倪方方1徐红梅1宋腾蛟1王博林1徐建中2袁小凤1

1.浙江中医药大学生命科学学院 杭州 310053 2.浙江省中药研究所

[目的]探究生防菌对白术根腐病菌的拮抗作用及盆栽防治效果，为新型、高效的生物杀菌剂的研发提供理论基础。[方法]从浙江磐安根腐病发病的白术中分离出根腐病致病菌尖孢镰刀菌，采用平板对峙法检测四株益生菌枯草芽孢杆菌、哈茨木霉菌、荧光假单胞菌和苏云金芽胞杆菌对尖孢镰刀菌的抑菌作用，同时测定菌株发酵滤液中细胞壁水解酶活性及吲哚乙酸含量，之后扫描电镜观察拮抗性代表菌株对病原菌菌丝生长及形态的影响；通过盆栽试验，将枯草芽孢杆菌和哈茨木霉菌配置成1.0×108CFU·mL-1的菌液加入到白术根部，对白术干重、鲜重、株高及存活率进行统计。[结果]经平板对峙实验，细胞壁水解酶活性及吲哚乙酸含量检测，4种菌均可对白术根腐病病原菌产生抑制作用，其中枯草芽孢杆菌和哈茨木霉菌综合抑菌效果较好，平板对峙抑菌率达50%以上，发酵滤液中蛋白酶、纤维素酶、几丁质酶活性及吲哚乙酸含量较高；扫描电镜观察发现，枯草芽孢杆菌和哈茨木霉菌均使致病菌的菌丝生长及形态产生了影响，菌丝体发生相互缠绕、扭曲变形、褶皱、折叠、断裂、干瘪，甚至菌丝表面炸开溶解等现象；盆栽实验表明，枯草芽孢杆菌和哈茨木霉菌均可有效促进白术生长，降低发病率，提高生物量。[结论]枯草芽孢杆菌和哈茨木霉菌在室内拮抗及盆栽防治均表现出较好的抑菌防治效果，这为白术根腐病的生物防治及菌种资源的应用奠定了理论基础。

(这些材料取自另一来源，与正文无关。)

use chunkev::{
    encode_mark, reference_spans, score_sentence, ClassEval, EntitySpan, MatchMode,
    WordTokenizer,
};
use criterion::{criterion_group, criterion_main, Criterion};

const NAMES: [&str; 4] = ["Jan Peters", "Piet", "Marie van Dam", "Ahmed"];
const PLACES: [&str; 4] = ["Utrecht", "Den Haag", "Amsterdam", "Groningen"];

fn build_marks(count: usize) -> Vec<String> {
    (0..count)
        .map(|i| {
            format!(
                "nou ja hij heet [{}]PER en woont al jaren in [{}]LOC zei ze toen",
                NAMES[i % NAMES.len()],
                PLACES[i % PLACES.len()],
            )
        })
        .collect()
}

fn benchmark_encode(c: &mut Criterion) {
    let marks = build_marks(1000);
    c.bench_function("encode_marks", |b| {
        b.iter(|| {
            marks
                .iter()
                .map(|m| encode_mark(m, &WordTokenizer).tokens.len())
                .sum::<usize>()
        })
    });
}

fn benchmark_score(c: &mut Criterion) {
    let marks = build_marks(1000);
    let references: Vec<Vec<EntitySpan>> = marks
        .iter()
        .map(|m| reference_spans(&encode_mark(m, &WordTokenizer).tokens))
        .collect();
    // Half of the predictions hit, half are truncated surface forms that
    // only match in loose mode.
    let predictions: Vec<Vec<EntitySpan>> = references
        .iter()
        .enumerate()
        .map(|(i, spans)| {
            spans
                .iter()
                .map(|span| {
                    if i % 2 == 0 {
                        span.clone()
                    } else {
                        let tail = span.text.split_whitespace().last().unwrap_or(&span.text);
                        EntitySpan::new(tail.to_lowercase(), span.class.clone())
                    }
                })
                .collect()
        })
        .collect();
    for mode in [MatchMode::Exact, MatchMode::Loose] {
        c.bench_function(&format!("score_sentences_{mode}"), |b| {
            b.iter(|| {
                let mut classes = ClassEval::new();
                references
                    .iter()
                    .zip(&predictions)
                    .map(|(reference, predicted)| {
                        score_sentence(reference, predicted, mode, &mut classes)
                    })
                    .count()
            })
        });
    }
}

criterion_group!(
    name = pipeline_benches;
    config = Criterion::default().sample_size(100);
    targets = benchmark_encode, benchmark_score,
);
criterion_main!(pipeline_benches);
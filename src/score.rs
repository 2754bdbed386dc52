/*
Span-level scoring of one sentence: reference spans against predicted spans
under a configurable matching mode, feeding both the per-sentence
precision/recall samples (macro averaging) and the per-class
true/false-positive counts (micro averaging).
*/
use crate::spans::EntitySpan;
use ahash::AHashMap;
use serde::{Deserialize, Serialize};
use std::collections::BTreeMap;
use std::error::Error;
use std::fmt::{self, Display};
use std::str::FromStr;
use tracing::debug;

/// How a predicted span is matched against a reference span. Class labels
/// must be equal in both modes.
#[derive(Debug, Clone, Copy, PartialEq, Eq, Hash, Default, Serialize, Deserialize)]
pub enum MatchMode {
    /// Surface text must be byte-equal.
    #[default]
    Exact,
    /// The reference text must end with the predicted text,
    /// case-insensitively. Asymmetric: the predicted span may be a suffix of
    /// the reference span, not the other way around.
    Loose,
}

impl Display for MatchMode {
    fn fmt(&self, f: &mut fmt::Formatter<'_>) -> fmt::Result {
        match self {
            MatchMode::Exact => write!(f, "exact"),
            MatchMode::Loose => write!(f, "loose"),
        }
    }
}

#[derive(Debug, Clone, PartialEq, Eq)]
pub struct MatchModeParseError(String);

impl Display for MatchModeParseError {
    fn fmt(&self, f: &mut fmt::Formatter<'_>) -> fmt::Result {
        write!(f, "could not parse `{}` into a match mode", self.0)
    }
}

impl Error for MatchModeParseError {}

impl FromStr for MatchMode {
    type Err = MatchModeParseError;
    fn from_str(s: &str) -> Result<Self, Self::Err> {
        match s.to_lowercase().as_str() {
            "exact" => Ok(MatchMode::Exact),
            "loose" => Ok(MatchMode::Loose),
            _ => Err(MatchModeParseError(String::from(s))),
        }
    }
}

/// The matching predicate. Returns true when the predicted span counts as a
/// hit for the reference span under the given mode.
pub fn matches(predicted: &EntitySpan, reference: &EntitySpan, mode: MatchMode) -> bool {
    if predicted.class != reference.class {
        return false;
    }
    match mode {
        MatchMode::Exact => predicted.text == reference.text,
        MatchMode::Loose => reference
            .text
            .to_lowercase()
            .ends_with(&predicted.text.to_lowercase()),
    }
}

/// Pooled counts for one class, accumulated over the whole run. Counts only
/// ever grow.
#[derive(Debug, Clone, Copy, Default, PartialEq, Eq, Serialize, Deserialize)]
pub struct ClassCounts {
    pub true_positive: usize,
    pub false_positive: usize,
    pub false_negative: usize,
}

impl ClassCounts {
    /// Micro precision for this class, `None` when it never predicted
    /// anything (zero denominator).
    pub fn precision(&self) -> Option<f32> {
        ratio(self.true_positive, self.true_positive + self.false_positive)
    }

    /// Micro recall for this class, `None` when there never was a reference
    /// span of it.
    pub fn recall(&self) -> Option<f32> {
        ratio(self.true_positive, self.true_positive + self.false_negative)
    }
}

/// Per-class evaluation accumulator. Entries are created lazily on the first
/// occurrence of a class. Owned by the processing loop; pass it by mutable
/// reference into `score_sentence`.
#[derive(Debug, Clone, Default, PartialEq, Eq)]
pub struct ClassEval {
    counts: AHashMap<String, ClassCounts>,
}

impl ClassEval {
    pub fn new() -> Self {
        Self::default()
    }

    pub fn is_empty(&self) -> bool {
        self.counts.is_empty()
    }

    pub fn get(&self, class: &str) -> Option<&ClassCounts> {
        self.counts.get(class)
    }

    /// Iterates the classes in sorted order, for deterministic reporting.
    pub fn iter_sorted(&self) -> impl Iterator<Item = (&str, &ClassCounts)> {
        let sorted: BTreeMap<&str, &ClassCounts> = self
            .counts
            .iter()
            .map(|(class, counts)| (class.as_str(), counts))
            .collect();
        sorted.into_iter()
    }

    fn counts_mut(&mut self, class: &str) -> &mut ClassCounts {
        self.counts.entry(class.to_owned()).or_default()
    }
}

/// Precision and recall of a single sentence. `None` means undefined: the
/// sentence contributed no sample for that metric. Callers must branch on
/// it, never coerce it to 0 or 1.
#[derive(Debug, Clone, Copy, Default, PartialEq)]
pub struct SentenceScore {
    pub precision: Option<f32>,
    pub recall: Option<f32>,
}

pub(crate) fn ratio(numerator: usize, denominator: usize) -> Option<f32> {
    if denominator == 0 {
        None
    } else {
        Some(numerator as f32 / denominator as f32)
    }
}

/// Scores one sentence and updates the class accumulator in place.
///
/// * Both span lists empty: nothing is counted, both samples undefined.
/// * Reference spans matched by at least one predicted span count a true
///   positive, unmatched ones a false negative; predicted spans matching no
///   reference span count a false positive. These per-class counts are
///   recorded even when the other side is empty.
/// * The sentence contributes macro samples only when both lists are
///   non-empty; a sentence with an empty side is skipped, not scored as 0.
pub fn score_sentence(
    reference: &[EntitySpan],
    predicted: &[EntitySpan],
    mode: MatchMode,
    classes: &mut ClassEval,
) -> SentenceScore {
    if reference.is_empty() && predicted.is_empty() {
        return SentenceScore::default();
    }
    let mut tp = 0usize;
    let mut fp = 0usize;
    let mut misses = 0usize;
    for reference_span in reference {
        if predicted.iter().any(|p| matches(p, reference_span, mode)) {
            debug!("MATCH\t{}\t{}", reference_span.text, reference_span.class);
            tp += 1;
            classes.counts_mut(&reference_span.class).true_positive += 1;
        } else {
            debug!("MISS\t{}\t{}", reference_span.text, reference_span.class);
            misses += 1;
            classes.counts_mut(&reference_span.class).false_negative += 1;
        }
    }
    for predicted_span in predicted {
        if !reference.iter().any(|r| matches(predicted_span, r, mode)) {
            debug!("WRONG\t{}\t{}", predicted_span.text, predicted_span.class);
            fp += 1;
            classes.counts_mut(&predicted_span.class).false_positive += 1;
        }
    }
    if reference.is_empty() || predicted.is_empty() {
        return SentenceScore::default();
    }
    SentenceScore {
        precision: ratio(tp, tp + fp),
        recall: ratio(tp, tp + misses),
    }
}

白术；根腐病；枯草芽孢杆菌；哈茨木霉菌；盆栽实验；平板对峙；扫描电镜

白术是菊科植物白术（Atractylodes macrocephala）的根茎，其性温，味苦甘，具有健脾益气、燥湿利水、止汗安胎等作用，为我国常规大宗药材，在中药市场上占有很大的份额[1]。然而，白术忌连作，即使在正常管理条件下，也容易得根腐病，发病率极高且呈逐年加重的趋势，严重时甚至绝苗绝收[2]。白术根腐病为土传病害，主要致病菌为尖孢镰刀菌（Fusarium oxysporum）[3]。由于尖孢镰刀菌属于适应性广的土壤习居性真菌，寄存在土壤及空气中10年以上仍表现出很强的致病性，一般的化学药剂也难于防治，而且还容易引起病菌产生抗药性，造成农残污染[4]。目前，对白术根腐病防治方法主要侧重于轮作换茬及喷洒农药，但却存在土地资源有限和污染生态环境等缺点。因此，寻找安全高效的防治方法对提高白术产量和质量减少病害具有重要意义。

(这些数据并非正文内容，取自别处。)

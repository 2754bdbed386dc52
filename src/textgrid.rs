/*
Reader for Praat TextGrid annotation files (long text format). Only interval
tiers are collected; point tiers carry no transcript marks we care about.
Anything structurally off is an `InputFormatError`, fatal for that file.
*/
use std::error::Error;
use std::fmt::{self, Display};
use std::fs;
use std::path::{Path, PathBuf};

#[derive(Debug, Clone, PartialEq, Default)]
pub struct TextGrid {
    pub tiers: Vec<IntervalTier>,
}

#[derive(Debug, Clone, PartialEq, Default)]
pub struct IntervalTier {
    pub name: String,
    pub intervals: Vec<Interval>,
}

/// One annotated time interval. The mark holds the (possibly empty) raw
/// transcript text, bracket annotations included.
#[derive(Debug, Clone, PartialEq, Default)]
pub struct Interval {
    pub xmin: f64,
    pub xmax: f64,
    pub mark: String,
}

/// Malformed annotation file. Processing of the file stops; the caller
/// decides whether the run continues.
#[derive(Debug, Clone, PartialEq)]
pub struct InputFormatError {
    path: Option<PathBuf>,
    line: usize,
    message: String,
}

impl InputFormatError {
    fn new(line: usize, message: impl Into<String>) -> Self {
        InputFormatError {
            path: None,
            line,
            message: message.into(),
        }
    }

    fn with_path(mut self, path: &Path) -> Self {
        self.path = Some(path.to_owned());
        self
    }
}

impl Display for InputFormatError {
    fn fmt(&self, f: &mut fmt::Formatter<'_>) -> fmt::Result {
        write!(f, "invalid annotation file")?;
        if let Some(path) = &self.path {
            write!(f, " {}", path.display())?;
        }
        if self.line > 0 {
            write!(f, ": line {}", self.line)?;
        }
        write!(f, ": {}", self.message)
    }
}

impl Error for InputFormatError {}

/// Reads and parses one TextGrid file.
pub fn read_textgrid(path: &Path) -> Result<TextGrid, InputFormatError> {
    let content = fs::read_to_string(path)
        .map_err(|e| InputFormatError::new(0, e.to_string()).with_path(path))?;
    parse_textgrid(&content).map_err(|e| e.with_path(path))
}

/// Parses long-format TextGrid content into ordered tiers and intervals.
pub fn parse_textgrid(content: &str) -> Result<TextGrid, InputFormatError> {
    let lines: Vec<&str> = content.lines().collect();
    if lines.len() < 2
        || !lines[0].trim_start_matches('\u{feff}').contains("ooTextFile")
        || !lines[1].contains("TextGrid")
    {
        return Err(InputFormatError::new(1, "not a TextGrid file"));
    }
    let mut grid = TextGrid::default();
    let mut tier: Option<IntervalTier> = None;
    let mut interval: Option<Interval> = None;
    for (idx, raw) in lines.iter().enumerate().skip(2) {
        let line_no = idx + 1;
        let line = raw.trim();
        if line.is_empty() {
            continue;
        }
        if let Some(value) = key_value(line, "class") {
            commit_tier(&mut grid, &mut tier, &mut interval);
            if unquote(value, line_no)? == "IntervalTier" {
                tier = Some(IntervalTier::default());
            }
        } else if let Some(value) = key_value(line, "name") {
            if let Some(tier) = tier.as_mut() {
                tier.name = unquote(value, line_no)?;
            }
        } else if line.starts_with("intervals [") {
            if let Some(tier) = tier.as_mut() {
                if let Some(finished) = interval.take() {
                    tier.intervals.push(finished);
                }
                interval = Some(Interval::default());
            }
        } else if let Some(value) = key_value(line, "xmin") {
            if let Some(interval) = interval.as_mut() {
                interval.xmin = parse_number(value, line_no)?;
            }
        } else if let Some(value) = key_value(line, "xmax") {
            if let Some(interval) = interval.as_mut() {
                interval.xmax = parse_number(value, line_no)?;
            }
        } else if let Some(value) = key_value(line, "text") {
            if let Some(interval) = interval.as_mut() {
                interval.mark = unquote(value, line_no)?;
            }
        }
    }
    commit_tier(&mut grid, &mut tier, &mut interval);
    Ok(grid)
}

fn commit_tier(
    grid: &mut TextGrid,
    tier: &mut Option<IntervalTier>,
    interval: &mut Option<Interval>,
) {
    let pending = interval.take();
    if let Some(mut finished) = tier.take() {
        if let Some(pending) = pending {
            finished.intervals.push(pending);
        }
        grid.tiers.push(finished);
    }
}

/// Matches `key = value` lines; returns the raw value with surrounding
/// whitespace removed.
fn key_value<'a>(line: &'a str, key: &str) -> Option<&'a str> {
    line.strip_prefix(key)?
        .trim_start()
        .strip_prefix('=')
        .map(str::trim)
}

fn unquote(value: &str, line_no: usize) -> Result<String, InputFormatError> {
    let inner = value
        .strip_prefix('"')
        .and_then(|v| v.strip_suffix('"'))
        .ok_or_else(|| InputFormatError::new(line_no, format!("expected a quoted string, got `{}`", value)))?;
    // Praat escapes a quote inside a string by doubling it.
    Ok(inner.replace("\"\"", "\""))
}

fn parse_number(value: &str, line_no: usize) -> Result<f64, InputFormatError> {
    value
        .parse::<f64>()
        .map_err(|_| InputFormatError::new(line_no, format!("invalid number `{}`", value)))
}
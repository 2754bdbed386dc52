use crate::spans::EntitySpan;
use anyhow::Context;
use serde::{Deserialize, Serialize};
use std::error::Error;
use std::fmt::{self, Display};
use std::path::Path;
use std::time::Duration;

/// The external tagging collaborator: given one sentence, produce the
/// predicted entity spans. Synchronous request/response; the evaluation loop
/// decides what a failure means (zero predictions or a fatal error).
pub trait Tagger {
    fn tag(&self, sentence: &str) -> Result<Vec<EntitySpan>, TaggerError>;
}

/// Failure of the tagging collaborator for one sentence.
#[derive(Debug)]
pub struct TaggerError {
    message: String,
}

impl TaggerError {
    pub fn new(message: impl Into<String>) -> Self {
        TaggerError {
            message: message.into(),
        }
    }
}

impl Display for TaggerError {
    fn fmt(&self, f: &mut fmt::Formatter<'_>) -> fmt::Result {
        write!(f, "tagging service failure: {}", self.message)
    }
}

impl Error for TaggerError {}

impl From<reqwest::Error> for TaggerError {
    fn from(value: reqwest::Error) -> Self {
        TaggerError::new(value.to_string())
    }
}

/// Configuration of the HTTP tagging service, read from a JSON file.
#[derive(Debug, Clone, Serialize, Deserialize)]
pub struct TaggerConfig {
    /// Endpoint accepting tagging requests.
    pub endpoint: String,
    /// Request timeout in seconds.
    #[serde(default = "default_timeout_secs")]
    pub timeout_secs: u64,
}

fn default_timeout_secs() -> u64 {
    30
}

impl TaggerConfig {
    pub fn from_file(path: &Path) -> anyhow::Result<Self> {
        let content = std::fs::read_to_string(path)
            .with_context(|| format!("failed to read tagger configuration {}", path.display()))?;
        serde_json::from_str(&content)
            .with_context(|| format!("failed to parse tagger configuration {}", path.display()))
    }
}

/// Blocking HTTP client for the tagging service. Posts the sentence together
/// with the named-entity set URI and expects the predicted spans back as
/// JSON.
#[derive(Debug)]
pub struct ServiceTagger {
    client: reqwest::blocking::Client,
    endpoint: String,
    nerset: String,
}

#[derive(Debug, Serialize)]
struct TagRequest<'a> {
    sentence: &'a str,
    nerset: &'a str,
}

#[derive(Debug, Deserialize)]
struct TagResponse {
    entities: Vec<EntitySpan>,
}

impl ServiceTagger {
    pub fn new(config: &TaggerConfig, nerset: impl Into<String>) -> Result<Self, TaggerError> {
        let client = reqwest::blocking::Client::builder()
            .timeout(Duration::from_secs(config.timeout_secs))
            .build()?;
        Ok(ServiceTagger {
            client,
            endpoint: config.endpoint.clone(),
            nerset: nerset.into(),
        })
    }
}

impl Tagger for ServiceTagger {
    fn tag(&self, sentence: &str) -> Result<Vec<EntitySpan>, TaggerError> {
        let request = TagRequest {
            sentence,
            nerset: &self.nerset,
        };
        let response: TagResponse = self
            .client
            .post(&self.endpoint)
            .json(&request)
            .send()?
            .error_for_status()?
            .json()?;
        Ok(response.entities)
    }
}

#[cfg(test)]
mod tests {
    use super::*;

    #[test]
    fn test_config_from_json() {
        let config: TaggerConfig =
            serde_json::from_str(r#"{"endpoint": "http://localhost:9887/tag"}"#).unwrap();
        assert_eq!(config.endpoint, "http://localhost:9887/tag");
        assert_eq!(config.timeout_secs, 30);
    }

    #[test]
    fn test_config_with_timeout() {
        let config: TaggerConfig = serde_json::from_str(
            r#"{"endpoint": "http://tagger.local/tag", "timeout_secs": 5}"#,
        )
        .unwrap();
        assert_eq!(config.timeout_secs, 5);
    }

    #[test]
    fn test_config_rejects_missing_endpoint() {
        assert!(serde_json::from_str::<TaggerConfig>("{}").is_err());
    }

    #[test]
    fn test_response_deserializes_spans() {
        let response: TagResponse = serde_json::from_str(
            r#"{"entities": [{"text": "Jan Peters", "class": "PER"}]}"#,
        )
        .unwrap();
        assert_eq!(response.entities, vec![EntitySpan::new("Jan Peters", "PER")]);
    }
}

研究表明，土壤微生物对维持土壤健康和抑制植物病害的生物过程负主要责任[5]。一般来说，连作后土壤微生物区系会发生改变，微生物群落结构失衡，有益菌受到抑制，有害菌大量发生，从而导致土传病害猖獗[6-7]。许多证据表明植物根部病害的生物防治可通过调控根际微生物区系，添加益生菌来抑制根部病原菌[8-9]。在生防菌防治植物病害的研究中，有学者发现，枯草芽孢杆菌（Bacillus subtilis）、哈茨木霉菌（Trichoderma harzianum）、荧光假单胞菌（Psdeuomnoda fluoerncnet）和苏云金芽胞杆菌（Bacillus thuringiensis）在生物防治工作中占有重要地位，对多种植物土传病害都具有防治效果[10-15]，这些生防菌对白术根腐病的防治作用鲜有报道，鉴于此，本文拟从根腐病发病的白术中分离、筛选、鉴定病原菌，检测枯草芽孢杆菌、哈茨木霉菌、荧光假单胞菌及苏云金芽孢杆菌对病原菌的抑制效果，并通过盆栽实验初步探测其防治效果，从而为白术根腐病的防治及其拮抗性益生菌资源的开发和利用提供科学依据。

1 材料

1.1 菌株及白术 根腐病致病菌尖孢镰刀菌（F. oxysporum）从发病的白术根部分离培养获得；枯草芽孢杆菌（B.subtilis）、荧光假单胞菌（P.fluorescens）、哈茨木霉菌（T.harzianum）、苏云金芽孢杆菌（B.thuringiensis）均购自中国工业微生物菌种保藏管理中心，菌种编号分别为CICC10275、CICC21620、CICC41290和CICC10061。健康饱满的白术种茎购买自浙江省金华市磐安县新渥镇，由浙江省中药研究所鉴定为菊科苍术属白术(A.macrocephala)。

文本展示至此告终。